# Building your own algorithm container

With Amazon SageMaker, you can package your own algorithms that can than be trained and deployed in the SageMaker environment. This notebook will guide you through an example that shows you how to build a Docker container for SageMaker and use it for training and inference.

By packaging an algorithm in a container, you can bring almost any code to the Amazon SageMaker environment, regardless of programming language, environment, framework, or dependencies. 


# Part 1: Packaging and Uploading your Algorithm for use with Amazon SageMaker

### An overview of Docker

If you're familiar with Docker already, you can skip ahead to the next section.

For many data scientists, Docker containers are a new concept, but they are not difficult, as you'll see here. 

Docker provides a simple way to package arbitrary code into an _image_ that is totally self-contained. Once you have an image, you can use Docker to run a _container_ based on that image. Running a container is just like running a program on the machine except that the container creates a fully self-contained environment for the program to run. Containers are isolated from each other and from the host environment, so the way you set up your program is the way it runs, no matter where you run it.

Docker is more powerful than environment managers like conda or virtualenv because (a) it is completely language independent and (b) it comprises your whole operating environment, including startup commands, environment variable, etc.

In some ways, a Docker container is like a virtual machine, but it is much lighter weight. For example, a program running in a container can start in less than a second and many containers can run on the same physical machine or virtual machine instance.

Docker uses a simple file called a `Dockerfile` to specify how the image is assembled. We'll see an example of that below. You can build your Docker images based on Docker images built by yourself or others, which can simplify things quite a bit.

Docker has become very popular in the programming and devops communities for its flexibility and well-defined specification of the code to be run. It is the underpinning of many services built in the past few years, such as [Amazon ECS].

Amazon SageMaker uses Docker to allow users to train and deploy arbitrary algorithms.

In Amazon SageMaker, Docker containers are invoked in a certain way for training and a slightly different way for hosting.
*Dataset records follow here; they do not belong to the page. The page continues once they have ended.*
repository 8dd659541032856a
use std::{error::Error, io::Write};

use chrono::{DateTime, Utc};
use clap::{Args, Parser, Subcommand};
use crossterm::{
    cursor,
    event::{self, Event, KeyCode, KeyEvent, KeyModifiers},
    execute,
    style::Print,
    terminal,
    terminal::ClearType,
};
use engine::{Engine, MoneyCents, NewDebtCmd};
use migration::MigratorTrait;
use sea_orm::{Database, DatabaseConnection, EntityTrait, Set};
use uuid::Uuid;

mod users {
    use sea_orm::entity::prelude::*;

    #[derive(Clone, Debug, PartialEq, DeriveEntityModel, Eq)]
    #[sea_orm(table_name = "users")]
    pub struct Model {
        #[sea_orm(primary_key, auto_increment = false)]
        pub username: String,
        pub password: String,
    }

    #[derive(Copy, Clone, Debug, EnumIter, DeriveRelation)]
    pub enum Relation {}

    impl ActiveModelBehavior for ActiveModel {}
}

#[derive(Parser, Debug)]
#[command(name = "settlement_admin")]
#[command(about = "Admin utilities for Settlement (bootstrap users/debts/reminders)")]
struct Cli {
    /// Database connection string (also read from `DATABASE_URL`).
    #[arg(
        long,
        env = "DATABASE_URL",
        default_value = "sqlite:./settlement.db?mode=rwc"
    )]
    database_url: String,

    #[command(subcommand)]
    command: Command,
}

#[derive(Subcommand, Debug)]
enum Command {
    User(User),
    Debt(Debt),
    Reminder(Reminder),
}

#[derive(Args, Debug)]
struct User {
    #[command(subcommand)]
    command: UserCommand,
}

#[derive(Subcommand, Debug)]
enum UserCommand {
    Create(UserCreateArgs),
}

#[derive(Args, Debug)]
struct UserCreateArgs {
    #[arg(long)]
    username: String,
}

#[derive(Args, Debug)]
struct Debt {
    #[command(subcommand)]
    command: DebtCommand,
}

#[derive(Subcommand, Debug)]
enum DebtCommand {
    Create(DebtCreateArgs),
}

#[derive(Args, Debug)]
struct DebtCreateArgs {
    #[arg(long)]
    lender: String,
    #[arg(long)]
    borrower: String,
    /// Amount owed, e.g. `50.00`.
    #[arg(long, value_parser = parse_amount)]
    amount: MoneyCents,
    #[arg(long)]
    description: Option<String>,
    #[arg(long)]
    group: Option<String>,
}

#[derive(Args, Debug)]
struct Reminder {
    #[command(subcommand)]
    command: ReminderCommand,
}

#[derive(Subcommand, Debug)]
enum ReminderCommand {
    Attach(ReminderAttachArgs),
}

#[derive(Args, Debug)]
struct ReminderAttachArgs {
    #[arg(long)]
    debt: Uuid,
    /// Lender of the debt; only the lender can attach a reminder.
    #[arg(long)]
    lender: String,
    #[arg(long)]
    message: Option<String>,
    /// RFC3339 timestamp, e.g. `2026-11-01T09:00:00Z`.
    #[arg(long, value_parser = parse_deadline)]
    deadline: Option<DateTime<Utc>>,
}

fn parse_amount(raw: &str) -> Result<MoneyCents, String> {
    raw.parse::<MoneyCents>().map_err(|err| err.to_string())
}

fn parse_deadline(raw: &str) -> Result<DateTime<Utc>, String> {
    DateTime::parse_from_rfc3339(raw)
        .map(|dt| dt.with_timezone(&Utc))
        .map_err(|err| format!("invalid deadline: {err}"))
}

struct RawModeGuard;

impl RawModeGuard {
    fn enter() -> Result<Self, Box<dyn Error + Send + Sync>> {
        terminal::enable_raw_mode()?;
        Ok(Self)
    }
}

impl Drop for RawModeGuard {
    fn drop(&mut self) {
        let _ = terminal::disable_raw_mode();
    }
}

fn prompt_password(prompt: &str) -> Result<String, Box<dyn Error + Send + Sync>> {
    let _raw = RawModeGuard::enter()?;

    let mut out = std::io::stderr();
    execute!(
        out,
        cursor::MoveToColumn(0),
        terminal::Clear(ClearType::CurrentLine),
        Print(prompt)
    )?;
    out.flush()?;

    let mut buf = String::new();
    loop {
        let Event::Key(KeyEvent {
            code, modifiers, ..
        }) = event::read()?
        else {
            continue;
        };

        match code {
            KeyCode::Enter => {
                execute!(out, Print("\r\n"))?;
                out.flush()?;
                break;
            }
            KeyCode::Backspace => {
                if buf.pop().is_some() {
                    execute!(out, cursor::MoveLeft(1), Print(" "), cursor::MoveLeft(1))?;
                    out.flush()?;
                }
            }
            KeyCode::Char('c') if modifiers.contains(KeyModifiers::CONTROL) => {
                execute!(out, Print("\r\n"))?;
                out.flush()?;
                return Err("interrupted".into());
            }
            KeyCode::Char(ch) if !modifiers.contains(KeyModifiers::CONTROL) => {
                buf.push(ch);
                execute!(out, Print("*"))?;
                out.flush()?;
            }
            _ => {}
        }
    }

    Ok(buf)
}

fn prompt_password_twice() -> Result<String, Box<dyn Error + Send + Sync>> {
    let mut out = std::io::stderr();
    for _ in 0..3 {
        let p1 = prompt_password("Password: ")?;
        if p1.is_empty() {
            execute!(
                out,
                cursor::MoveToColumn(0),
                terminal::Clear(ClearType::CurrentLine),
                Print("Password must not be empty.\r\n")
            )?;
            continue;
        }

        let p2 = prompt_password("Confirm password: ")?;
        if p1 == p2 {
            return Ok(p1);
        }

        execute!(
            out,
            cursor::MoveToColumn(0),
            terminal::Clear(ClearType::CurrentLine),
            Print("Passwords do not match. Try again.\r\n")
        )?;
    }

    Err("too many attempts".into())
}

async fn connect_db(
    database_url: &str,
) -> Result<DatabaseConnection, Box<dyn Error + Send + Sync>> {
    let db = Database::connect(Engine::connect_options(database_url)).await?;
    migration::Migrator::up(&db, None).await?;
    Ok(db)
}

#[tokio::main]
async fn main() -> Result<(), Box<dyn Error + Send + Sync>> {
    let cli = Cli::parse();

    let db = connect_db(&cli.database_url).await?;

    match cli.command {
        Command::User(User {
            command: UserCommand::Create(args),
        }) => {
            let password = prompt_password_twice()?;

            if users::Entity::find_by_id(args.username.clone())
                .one(&db)
                .await?
                .is_some()
            {
                eprintln!("user already exists: {}", args.username);
                std::process::exit(1);
            }

            let user = users::ActiveModel {
                username: Set(args.username.clone()),
                password: Set(password),
            };
            users::Entity::insert(user).exec(&db).await?;

            println!("created user: {}", args.username);
        }
        Command::Debt(Debt {
            command: DebtCommand::Create(args),
        }) => {
            let mut cmd = NewDebtCmd::new(args.lender, args.borrower, args.amount);
            if let Some(description) = args.description {
                cmd = cmd.description(description);
            }
            if let Some(group) = args.group {
                cmd = cmd.group_id(group);
            }

            let engine = Engine::builder().database(db.clone()).build().await?;
            let debt = engine.new_debt(cmd).await?;
            println!(
                "created debt: {} owes {} {} ({})",
                debt.borrower_id, debt.lender_id, debt.amount, debt.id
            );
        }
        Command::Reminder(Reminder {
            command: ReminderCommand::Attach(args),
        }) => {
            let engine = Engine::builder().database(db.clone()).build().await?;
            let reminder = engine
                .attach_reminder(
                    args.debt,
                    &args.lender,
                    args.message.as_deref(),
                    args.deadline,
                )
                .await?;
            println!("attached reminder {} to debt {}", reminder.id, args.debt);
        }
    }

    Ok(())
}
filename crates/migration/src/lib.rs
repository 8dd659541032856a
pub use sea_orm_migration::prelude::*;

mod m20261016_000000_init;

pub struct Migrator;

#[async_trait::async_trait]
impl MigratorTrait for Migrator {
    fn migrations() -> Vec<Box<dyn MigrationTrait>> {
        vec![Box::new(m20261016_000000_init::Migration)]
    }
}
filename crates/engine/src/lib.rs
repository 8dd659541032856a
//! Two-party consensus engine for shared debts.
//!
//! Lender and borrower change a debt through a [`ChangeRequest`]: one party
//! opens it (approving it implicitly), the other approves, rejects, or the
//! requester cancels. On consensus the change is applied to the
//! [`DebtRecord`] in the same database transaction that resolves the request.

pub use commands::{CreateRequestCmd, NewDebtCmd};
pub use debt_transactions::{ChangeKind, ChangeRequest, ChangeStatus, Proposal};
pub use debts::{DebtRecord, DebtStatus};
pub use error::EngineError;
pub use money::MoneyCents;
pub use notify::{
    ChannelNotifier, LogNotifier, Notification, NotificationKind, NotificationPayload, Notifier,
    NotifyError,
};
pub use ops::{Engine, EngineBuilder, Party, Resolution};
pub use reminders::Reminder;

mod commands;
mod debt_transactions;
mod debts;
mod error;
mod money;
mod notify;
mod ops;
mod reminders;
mod users;
mod util;

type ResultEngine<T> = Result<T, EngineError>;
The following sections outline how to build containers for the SageMaker environment.

Some helpful links:

* [Docker home page](http://www.docker.com)
* [Getting started with Docker](https://docs.docker.com/get-started/)
* [Dockerfile reference](https://docs.docker.com/engine/reference/builder/)
* [`docker run` reference](https://docs.docker.com/engine/reference/run/)

[Amazon ECS]: https://aws.amazon.com/ecs/

### How Amazon SageMaker runs your Docker container

Because you can run the same image in training or hosting, Amazon SageMaker runs your container with the argument `train` or `serve`. How your container processes this argument depends on the container:

* If you are building separate containers for hosting (as per this example), you can define a program as an `ENTRYPOINT` in the Dockerfile and ignore (or verify) the first argument passed in. 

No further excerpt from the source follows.